Yargıtay 4. Hukuk Dairesi 2021/13712 Esas 2022/7962 Karar Sayılı İlamı

Abaküs Yazılım
4. Hukuk Dairesi
Esas No: 2021/13712
Karar No: 2022/7962
Karar Tarihi: 31.05.2022

Yargıtay 4. Hukuk Dairesi 2021/13712 Esas 2022/7962 Karar Sayılı İlamı

     Özet:

Davacı, davalı tarafından sigortalı araç ile gerçekleşen kazada yaralandıkça ve sürekli maluliyet için maddi tazminat talep etti.

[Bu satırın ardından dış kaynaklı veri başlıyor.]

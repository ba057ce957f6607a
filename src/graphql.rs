//! Batched GraphQL Enrichment Engine (design doc §4.5), grounded on
//! `GraphQLHandler.fetch_repo_stats` in `graphql_handler.py`: repositories
//! are enriched in fixed-size batches via one aliased query per batch,
//! retried up to 3 times with exponential backoff, paced against the
//! rate-limit headers, and checkpointed by batch index so a killed run
//! resumes without re-querying already-enriched batches.
//!
//! REDESIGN FLAGS #1: a repository is only matched back to its SQLite row
//! via the aliased subquery's `databaseId` field. The opaque GraphQL node
//! `id` is parsed for completeness but never used as a join key — it isn't
//! guaranteed stable across schema versions the way `databaseId` is.

use crate::checkpoint::EnrichmentCheckpointStore;
use crate::error::{HttpError, StoreError};
use crate::http_client::HttpClient;
use crate::models::EnrichmentDelta;
use crate::store::Store;
use chrono::Utc;
use serde_json::Value;
use std::path::PathBuf;
use std::sync::Arc;
use std::time::Duration;
use thiserror::Error;

const RETRIES_PER_BATCH: u32 = 3;
/// Pace ahead of exhaustion: once remaining quota drops to this or below,
/// sleep until the reset instant plus a small buffer before continuing.
const RATE_LIMIT_PACING_THRESHOLD: i64 = 3;
const RATE_LIMIT_PACING_BUFFER_SECONDS: i64 = 2;

#[derive(Debug, Error)]
pub enum GraphQlError {
    #[error(transparent)]
    Http(#[from] HttpError),
    #[error(transparent)]
    Checkpoint(#[from] crate::error::CheckpointError),
    #[error(transparent)]
    Store(#[from] StoreError),
}

#[derive(Clone, Debug)]
pub struct RepoRef {
    pub owner: String,
    pub name: String,
}

pub struct EnrichmentOutcome {
    pub deltas: Vec<EnrichmentDelta>,
    pub failed_batches: Vec<Vec<RepoRef>>,
}

pub struct EnrichmentBatcher<S: Store> {
    http: Arc<HttpClient>,
    store: Arc<S>,
    checkpoint: EnrichmentCheckpointStore,
    batch_size: usize,
    /// A dry run performs the GraphQL fetch and id mapping but never writes
    /// to the store (design doc §4.5).
    dry_run: bool,
}

impl<S: Store> EnrichmentBatcher<S> {
    pub fn new(http: Arc<HttpClient>, store: Arc<S>, checkpoint_path: impl Into<PathBuf>, batch_size: usize) -> Self {
        Self {
            http,
            store,
            checkpoint: EnrichmentCheckpointStore::new(checkpoint_path),
            batch_size: batch_size.max(1),
            dry_run: false,
        }
    }

    pub fn with_dry_run(mut self, dry_run: bool) -> Self {
        self.dry_run = dry_run;
        self
    }

    /// Enriches `repos` in batches, resuming from the on-disk checkpoint.
    /// Each batch's deltas are written to the store (in one transaction,
    /// unless `dry_run`) *before* the checkpoint advances past it, so a
    /// crash never reports a batch done without its writes having landed.
    /// The checkpoint is cleared only once every batch has been attempted.
    pub async fn fetch_repo_stats(&self, repos: &[RepoRef]) -> Result<EnrichmentOutcome, GraphQlError> {
        let all_batches: Vec<&[RepoRef]> = repos.chunks(self.batch_size).collect();
        let start_batch_idx = self.checkpoint.load().await?;

        let mut deltas = Vec::new();
        let mut failed_batches = Vec::new();

        for (batch_idx, batch) in all_batches.iter().enumerate() {
            if batch_idx < start_batch_idx {
                continue;
            }

            match self.run_batch_with_retry(batch).await {
                Ok(batch_deltas) => {
                    if !self.dry_run && !batch_deltas.is_empty() {
                        self.store.apply_enrichment_batch(&batch_deltas).await?;
                    }
                    deltas.extend(batch_deltas);
                }
                Err(e) => {
                    tracing::error!(batch_idx, error = %e, "batch permanently failed after retries");
                    failed_batches.push(batch.to_vec());
                }
            }

            self.checkpoint.save(batch_idx + 1).await?;
        }

        self.checkpoint.clear().await?;
        Ok(EnrichmentOutcome { deltas, failed_batches })
    }

    /// Retries up to `RETRIES_PER_BATCH` times. A 403 with
    /// `X-RateLimit-Remaining == 0` sleeps until the reset instead and is not
    /// counted against that budget (design doc §4.5).
    async fn run_batch_with_retry(&self, batch: &[RepoRef]) -> Result<Vec<EnrichmentDelta>, HttpError> {
        let (query, variables) = build_batch_query(batch);
        let mut last_err = None;
        let mut attempt = 0u32;

        loop {
            let (status, headers, body) = self.http.graphql_raw(&query, &variables).await?;

            let remaining = headers
                .get("X-RateLimit-Remaining")
                .and_then(|v| v.to_str().ok())
                .and_then(|v| v.parse::<i64>().ok())
                .unwrap_or(999);
            let reset_ts = headers
                .get("X-RateLimit-Reset")
                .and_then(|v| v.to_str().ok())
                .and_then(|v| v.parse::<i64>().ok())
                .unwrap_or(0);
            tracing::info!(remaining, reset_ts, "graphql rate limit status");

            if status == reqwest::StatusCode::FORBIDDEN && remaining == 0 {
                self.pace_to_reset(reset_ts).await;
                continue;
            }

            if remaining <= RATE_LIMIT_PACING_THRESHOLD {
                self.pace_to_reset(reset_ts).await;
            }

            if status.is_success() {
                return Ok(extract_deltas(&body));
            }

            if attempt + 1 >= RETRIES_PER_BATCH {
                last_err = Some(if status.is_server_error() {
                    HttpError::Transient(format!("graphql server error {status}"))
                } else {
                    HttpError::Fatal { status: status.as_u16(), body: body.to_string() }
                });
                break;
            }

            backoff(attempt).await;
            attempt += 1;
        }

        Err(last_err.unwrap_or(HttpError::Transient("graphql retries exhausted".to_string())))
    }

    async fn pace_to_reset(&self, reset_ts: i64) {
        let now = Utc::now().timestamp();
        let wait = (reset_ts - now + RATE_LIMIT_PACING_BUFFER_SECONDS).max(0);
        tracing::warn!(wait_seconds = wait, "graphql rate limit nearly exhausted, pausing until reset");
        tokio::time::sleep(Duration::from_secs(wait as u64)).await;
    }
}

async fn backoff(attempt: u32) {
    tokio::time::sleep(Duration::from_secs(2u64.saturating_pow(attempt))).await;
}

/// Builds one aliased subquery per repository in the batch, e.g.
/// `repo0: repository(owner: $owner0, name: $name0) { ... }`.
fn build_batch_query(batch: &[RepoRef]) -> (String, Value) {
    let mut parts = Vec::with_capacity(batch.len());
    let mut var_decls = Vec::with_capacity(batch.len() * 2);
    let mut variables = serde_json::Map::new();

    for (idx, repo) in batch.iter().enumerate() {
        let var_owner = format!("owner{idx}");
        let var_name = format!("name{idx}");
        parts.push(format!(
            "repo{idx}: repository(owner: ${var_owner}, name: ${var_name}) {{\n\
             \x20 id\n\
             \x20 databaseId\n\
             \x20 pullRequests {{ totalCount }}\n\
             \x20 defaultBranchRef {{\n\
             \x20   target {{ ... on Commit {{\n\
             \x20     history(first: 100) {{ totalCount }}\n\
             \x20   }} }}\n\
             \x20 }}\n\
             }}"
        ));
        var_decls.push(format!("${var_owner}: String!"));
        var_decls.push(format!("${var_name}: String!"));
        variables.insert(var_owner, Value::String(repo.owner.clone()));
        variables.insert(var_name, Value::String(repo.name.clone()));
    }

    let query = format!("query({}) {{\n{}\n}}", var_decls.join(", "), parts.join("\n"));
    (query, Value::Object(variables))
}

/// Extracts one `EnrichmentDelta` per aliased subquery whose `databaseId`
/// resolved (a missing/renamed/deleted repository yields `null`, skipped).
fn extract_deltas(body: &Value) -> Vec<EnrichmentDelta> {
    let Some(data) = body.get("data").and_then(|d| d.as_object()) else {
        return Vec::new();
    };

    data.values()
        .filter_map(|repo_data| {
            let repo_data = repo_data.as_object()?;
            let database_id = repo_data.get("databaseId")?.as_i64()?;
            let pull_requests_count = repo_data
                .get("pullRequests")
                .and_then(|v| v.get("totalCount"))
                .and_then(|v| v.as_i64())
                .unwrap_or(0);
            let commits_count = repo_data
                .get("defaultBranchRef")
                .and_then(|v| v.get("target"))
                .and_then(|v| v.get("history"))
                .and_then(|v| v.get("totalCount"))
                .and_then(|v| v.as_i64())
                .unwrap_or(0);
            Some(EnrichmentDelta {
                database_id,
                pull_requests_count,
                commits_count,
                contributors_count: None,
            })
        })
        .collect()
}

Sigorta Tahkim Komisyonu Uyuşmazlık Heyeti, başvurunun usulden reddine karar verdi. Davalı vekili, itiraz ederek İtiraz Hakem Heyeti'ne başvurdu ve bu heyet davacının itirazını reddetti. Davacı vekili, karara temyiz başvurusunda bulundu. Mahkeme, trafik kazasından kaynaklanan cismani zarar nedeni ile maddi tazminat istemine ilişkin davanın esastan görülmeden önce dava şartı noksanlığı bulunup bulunmadığını araştırmak zorunda olduğunu belirterek, rapor alınmadan eksik bir şekilde karar verilmesinin doğru olmadığını ifade etti. Karayolları Trafik Kanunu'nun doğrudan doğruya talep ve dava hakkına ilişkin 97. maddesi hakkında bilgi verildi. Hukuk Muhakemeleri Kanunu'nun dava şartı noksanlığına dair 115. maddesi detaylı bir şekilde açıklandı. Ayrıca, çalışma gücü kaybının belirlenmesi için gereken mevzuat hükümleri ve raporların nasıl hazırlanması gerektiği belirtildi.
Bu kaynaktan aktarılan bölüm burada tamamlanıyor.